Interfacial Engineering Based on Polyethylene Glycol and Cuprous Thiocyanate Layers for Efficient and Stable Perovskite Solar Cells

Abstract Cuprous thiocyanate (CuSCN) is an ideal inorganic hole transport material for perovskite solar cells (PSCs). However, polar solvents for film deposition of CuSCN run a risk of destroying the perovskite light‐absorbing layer. There is also a poor contact between perovskites and CuSCN, restricting photovoltaic performance and operational stability of PSCs. In this work, a polyethylene glycol (PEG‐10000) is employed as an interlayer to effectively overcome the obstacles mentioned above.

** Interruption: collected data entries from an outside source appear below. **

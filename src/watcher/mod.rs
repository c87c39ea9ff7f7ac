mod events;
mod handle;

use std::path::{Path, PathBuf};
use std::sync::atomic::{AtomicBool, Ordering};
use std::sync::Arc;
use std::time::{Duration, SystemTime};

use chrono::{DateTime, FixedOffset, Local};
use serde::Serialize;

use crate::activity_log::{ActivityLine, ActivityLog};
use crate::diff::{classify_slot_update, locate_slot_transition, DiffEvent, ElapsedTimes, SlotTransition};
use crate::persistence::{episode_log_path, write_activity_log, write_completed_run};
use crate::save_file::{modified_time, read_save_file, SaveFile, SaveSlot, SnapshotError};
use crate::settings::WatcherSettings;
use crate::splits::{SplitRow, SplitTarget, SplitsTracker, TrackerState};
use crate::timer_bridge::TimerBridge;

pub use handle::{spawn_watcher, WatcherHandle};

/// Single-shot "the next change is ours" flag shared with the save editor.
#[derive(Debug, Clone, Default)]
pub struct EditSignal {
    pending: Arc<AtomicBool>,
}

impl EditSignal {
    pub fn new() -> Self {
        Self::default()
    }

    pub fn begin_edit(&self) {
        self.pending.store(true, Ordering::SeqCst);
    }

    pub fn cancel_edit(&self) {
        self.pending.store(false, Ordering::SeqCst);
    }

    pub fn is_pending(&self) -> bool {
        self.pending.load(Ordering::SeqCst)
    }

    fn take(&self) -> bool {
        self.pending.swap(false, Ordering::SeqCst)
    }
}

#[derive(Debug, Clone, Copy, PartialEq, Eq, Serialize)]
#[serde(rename_all = "camelCase")]
pub enum WatchState {
    Initialized,
    NoSaveFile,
    SaveFileLoaded,
    SlotAdded,
    SlotDeleted,
    SlotUpdated,
}

/// What a single tick of the watch loop did.
#[derive(Debug, Clone, PartialEq)]
pub enum TickOutcome {
    Halted,
    NoSaveFile,
    Unchanged,
    LoadFailed { message: String },
    SelfEditAdopted,
    FileLoaded { slot_count: usize },
    SlotAdded { index: usize },
    SlotRemoved { index: usize },
    SlotUpdated { index: usize, events: Vec<DiffEvent> },
    ContentUnchanged,
}

#[derive(Debug, Clone, PartialEq, Serialize)]
#[serde(rename_all = "camelCase")]
pub struct SlotSummary {
    pub name: Option<String>,
    pub respawn_scene: Option<String>,
    pub respawn_x: Option<f64>,
    pub respawn_y: Option<f64>,
}

impl SlotSummary {
    fn from_slot(slot: &SaveSlot) -> Self {
        let respawn_point = slot.respawn_point();
        Self {
            name: slot.name(),
            respawn_scene: slot.respawn_scene(),
            respawn_x: respawn_point.map(|(x, _)| x),
            respawn_y: respawn_point.map(|(_, y)| y),
        }
    }
}

/// Everything the presentation layer shows, captured after a tick.
#[derive(Debug, Clone, PartialEq, Serialize)]
#[serde(rename_all = "camelCase")]
pub struct WatcherSnapshot {
    pub state: WatchState,
    pub save_path: String,
    pub halted: bool,
    #[serde(skip_serializing_if = "Option::is_none")]
    pub slot_number: Option<usize>,
    #[serde(skip_serializing_if = "Option::is_none")]
    pub active_slot: Option<SlotSummary>,
    #[serde(skip_serializing_if = "Option::is_none")]
    pub in_game_time: Option<String>,
    #[serde(skip_serializing_if = "Option::is_none")]
    pub real_time: Option<String>,
    pub activity: Vec<ActivityLine>,
    pub recent_events: Vec<DiffEvent>,
    pub tracker: TrackerState,
    pub splits: Vec<SplitRow>,
    #[serde(skip_serializing_if = "Option::is_none")]
    pub next_split: Option<SplitTarget>,
}

/// Polls one save file, turning each observed change into slot transitions,
/// activity lines and split progress.
pub struct SaveWatcher {
    settings: WatcherSettings,
    bridge: Box<dyn TimerBridge>,
    edit_signal: EditSignal,
    halted: bool,
    previous_modified: Option<SystemTime>,
    baseline: Option<SaveFile>,
    state: WatchState,
    active_slot_index: Option<usize>,
    episode_start: Option<DateTime<FixedOffset>>,
    elapsed: ElapsedTimes,
    activity_log: ActivityLog,
    recent_events: Vec<DiffEvent>,
    tracker: SplitsTracker,
    episode_log_path: PathBuf,
}

impl SaveWatcher {
    pub fn new(settings: WatcherSettings, bridge: Box<dyn TimerBridge>) -> Self {
        let tracker = SplitsTracker::new(settings.splits.clone());
        let episode_log_path = episode_log_path(&settings.output_directory, Local::now());

        Self {
            settings,
            bridge,
            edit_signal: EditSignal::new(),
            halted: false,
            previous_modified: None,
            baseline: None,
            state: WatchState::Initialized,
            active_slot_index: None,
            episode_start: None,
            elapsed: ElapsedTimes::default(),
            activity_log: ActivityLog::new(),
            recent_events: Vec::new(),
            tracker,
            episode_log_path,
        }
    }

    pub fn edit_signal(&self) -> EditSignal {
        self.edit_signal.clone()
    }

    pub fn settings(&self) -> &WatcherSettings {
        &self.settings
    }

    pub fn save_path(&self) -> &Path {
        &self.settings.save_path
    }

    pub fn poll_interval(&self) -> Duration {
        self.settings.poll_interval()
    }

    pub fn state(&self) -> WatchState {
        self.state
    }

    pub fn is_halted(&self) -> bool {
        self.halted
    }

    pub fn baseline(&self) -> Option<&SaveFile> {
        self.baseline.as_ref()
    }

    pub fn activity_log(&self) -> &ActivityLog {
        &self.activity_log
    }

    pub fn tracker(&self) -> &SplitsTracker {
        &self.tracker
    }

    pub fn episode_log_path(&self) -> &Path {
        &self.episode_log_path
    }

    /// Installs a new split list. The tracker always restarts from the first split.
    pub fn replace_splits(&mut self, splits: Vec<SplitTarget>) {
        tracing::info!(split_count = splits.len(), "Split list replaced");
        self.settings.splits = splits.clone();
        self.tracker.replace_targets(splits);
        events::notify_timer_reset(self.bridge.as_mut());
    }

    /// Re-arms a watcher halted by a missing save file. The next load starts from scratch.
    pub fn retry(&mut self) {
        if !self.halted {
            return;
        }

        tracing::info!(save_path = %self.settings.save_path.display(), "Retrying save file watch");
        self.halted = false;
        self.previous_modified = None;
        self.baseline = None;
        self.state = WatchState::Initialized;
    }

    pub fn tick(&mut self) -> TickOutcome {
        if self.halted {
            return TickOutcome::Halted;
        }

        let save_path = self.settings.save_path.clone();
        let modified = match modified_time(&save_path) {
            Ok(modified) => modified,
            Err(error) => return self.handle_load_error(error),
        };

        self.observe_snapshot(modified, || read_save_file(&save_path))
    }

    /// Runs one tick against an already-stat'ed modification time. `load` is only
    /// called when the time differs from the last successfully parsed one.
    pub fn observe_snapshot<F>(&mut self, modified: SystemTime, load: F) -> TickOutcome
    where
        F: FnOnce() -> Result<SaveFile, SnapshotError>,
    {
        if self.halted {
            return TickOutcome::Halted;
        }

        if self.previous_modified == Some(modified) {
            return TickOutcome::Unchanged;
        }

        let current = match load() {
            Ok(save_file) => save_file,
            Err(error) => return self.handle_load_error(error),
        };
        self.previous_modified = Some(modified);

        if self.edit_signal.take() {
            self.adopt_self_edit(current);
            return TickOutcome::SelfEditAdopted;
        }

        let Some(previous) = self.baseline.take() else {
            let slot_count = current.len();
            tracing::info!(
                save_path = %self.settings.save_path.display(),
                slot_count,
                "Save file loaded"
            );
            self.state = WatchState::SaveFileLoaded;
            self.baseline = Some(current);
            return TickOutcome::FileLoaded { slot_count };
        };

        let outcome = match locate_slot_transition(&previous, &current) {
            Some(SlotTransition::Added { index, start_time }) => {
                self.handle_slot_added(index, start_time, &current);
                TickOutcome::SlotAdded { index }
            }
            Some(SlotTransition::Removed { index }) => {
                self.handle_slot_removed(index);
                TickOutcome::SlotRemoved { index }
            }
            Some(SlotTransition::Updated { index }) => {
                let events = self.handle_slot_updated(index, &previous, &current);
                TickOutcome::SlotUpdated { index, events }
            }
            None => TickOutcome::ContentUnchanged,
        };

        self.baseline = Some(current);
        outcome
    }

    pub fn snapshot(&self) -> WatcherSnapshot {
        // A deleted slot's index now points at whichever slot shifted into it.
        let active_slot = self
            .active_slot_index
            .filter(|_| self.state != WatchState::SlotDeleted)
            .and_then(|index| self.baseline.as_ref()?.slot(index))
            .map(SlotSummary::from_slot);

        WatcherSnapshot {
            state: self.state,
            save_path: self.settings.save_path.to_string_lossy().to_string(),
            halted: self.halted,
            slot_number: self.active_slot_index.map(|index| index + 1),
            active_slot,
            in_game_time: self.elapsed.in_game.map(crate::diff::format_duration_label),
            real_time: self.elapsed.real_time.map(crate::diff::format_duration_label),
            activity: self.activity_log.lines().to_vec(),
            recent_events: self.recent_events.clone(),
            tracker: self.tracker.state(),
            splits: self.tracker.rows(),
            next_split: self.tracker.next_split().cloned(),
        }
    }

    fn handle_load_error(&mut self, error: SnapshotError) -> TickOutcome {
        if error.is_missing() {
            tracing::warn!(
                save_path = %self.settings.save_path.display(),
                "Save file not found, watching paused until retry"
            );
            self.halted = true;
            self.state = WatchState::NoSaveFile;
            return TickOutcome::NoSaveFile;
        }

        tracing::warn!(
            save_path = %self.settings.save_path.display(),
            snapshot_error = %error,
            "Failed to load save file, retrying next tick"
        );
        TickOutcome::LoadFailed {
            message: error.to_string(),
        }
    }

    fn adopt_self_edit(&mut self, current: SaveFile) {
        tracing::info!(
            save_path = %self.settings.save_path.display(),
            "Adopted edited save file as new baseline"
        );
        if self.baseline.is_none() {
            self.state = WatchState::SaveFileLoaded;
        }
        self.baseline = Some(current);
        self.activity_log.reset();
        self.recent_events.clear();
        self.tracker.reset();
        events::notify_timer_reset(self.bridge.as_mut());
    }

    fn begin_episode(&mut self) {
        self.activity_log.reset();
        self.recent_events.clear();
        self.episode_log_path = episode_log_path(&self.settings.output_directory, Local::now());
    }

    fn handle_slot_added(
        &mut self,
        index: usize,
        start_time: Option<DateTime<FixedOffset>>,
        current: &SaveFile,
    ) {
        tracing::info!(slot_number = index + 1, "Save slot added");
        self.begin_episode();
        self.state = WatchState::SlotAdded;
        self.active_slot_index = Some(index);
        self.episode_start = start_time;
        self.elapsed = current
            .slot(index)
            .map(|slot| ElapsedTimes::measure(slot, start_time))
            .unwrap_or_default();

        let started_at = match start_time {
            Some(start_time) => start_time.format("%Y-%m-%d %H:%M:%S%.6f").to_string(),
            None => Local::now().format("%Y-%m-%d %H:%M:%S%.6f").to_string(),
        };
        self.activity_log
            .push(None, format!("New Game started at {started_at}"));
        self.recent_events.push(DiffEvent::SlotAdded { index, start_time });

        events::notify_timer_start(self.bridge.as_mut());
    }

    fn handle_slot_removed(&mut self, index: usize) {
        tracing::info!(slot_number = index + 1, "Save slot deleted");
        self.begin_episode();
        self.state = WatchState::SlotDeleted;
        self.active_slot_index = Some(index);
        self.recent_events.push(DiffEvent::SlotRemoved { index });
    }

    fn handle_slot_updated(
        &mut self,
        index: usize,
        previous: &SaveFile,
        current: &SaveFile,
    ) -> Vec<DiffEvent> {
        self.state = WatchState::SlotUpdated;
        self.active_slot_index = Some(index);

        let (Some(previous_slot), Some(current_slot)) = (previous.slot(index), current.slot(index))
        else {
            return Vec::new();
        };

        self.elapsed = ElapsedTimes::measure(current_slot, self.episode_start);
        let duration_label = self.elapsed.preferred_label();
        let label = duration_label.as_deref();

        let diff_events = classify_slot_update(previous_slot, current_slot);
        tracing::debug!(
            slot_number = index + 1,
            event_count = diff_events.len(),
            "Save slot updated"
        );

        for event in &diff_events {
            self.activity_log.record_event(event, label);
        }
        for event in &diff_events {
            self.advance_tracker(event, label);
        }
        self.recent_events = diff_events.clone();

        if self.settings.save_activity_log {
            events::report_persistence_result(
                "activity log",
                write_activity_log(&self.episode_log_path, &self.activity_log),
            );
        }

        diff_events
    }

    fn advance_tracker(&mut self, event: &DiffEvent, label: Option<&str>) {
        let Some(advance) = self.tracker.consume(event, label) else {
            return;
        };

        tracing::info!(
            split_number = advance.number,
            split = %advance.target,
            "Split completed"
        );
        self.activity_log
            .push(label, format!("Split '{}' Completed", advance.target));
        events::notify_timer_split(self.bridge.as_mut());

        if !advance.run_completed {
            return;
        }

        tracing::info!(split_count = self.tracker.targets().len(), "All splits completed");
        self.activity_log.push(label, "All Splits Completed");

        if self.settings.save_completed_runs {
            events::report_persistence_result(
                "completed run",
                write_completed_run(&self.settings.output_directory, &self.tracker.rows()),
            );
        }
    }
}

By introducing this ultra‐thin layer at the interface between (MAFA)Pb(IBr) 3 and CuSCN, the power conversion efficiency (PCE) and operational stability of the related PSCs are both greatly improved. The results confirm that the insertion of PEG cannot only prevent the destruction of bulk perovskites but also reduce the traps/defects at the interface through its strong chemical bonding with undercoordinated ions, which significantly lowers the potential barrier between the perovskite and the hole transport layer. An improved PCE of 19.2% can be achieved in the CuSCN‐based PSCs by interface engineering with PEG. The introduction of PEG can also protect the perovskite film from moisture attack, and greatly enhance device stability. The PEG‐treated PSCs without encapsulation maintain more than 90% of the initial efficiency after 1860 h in the ambient air.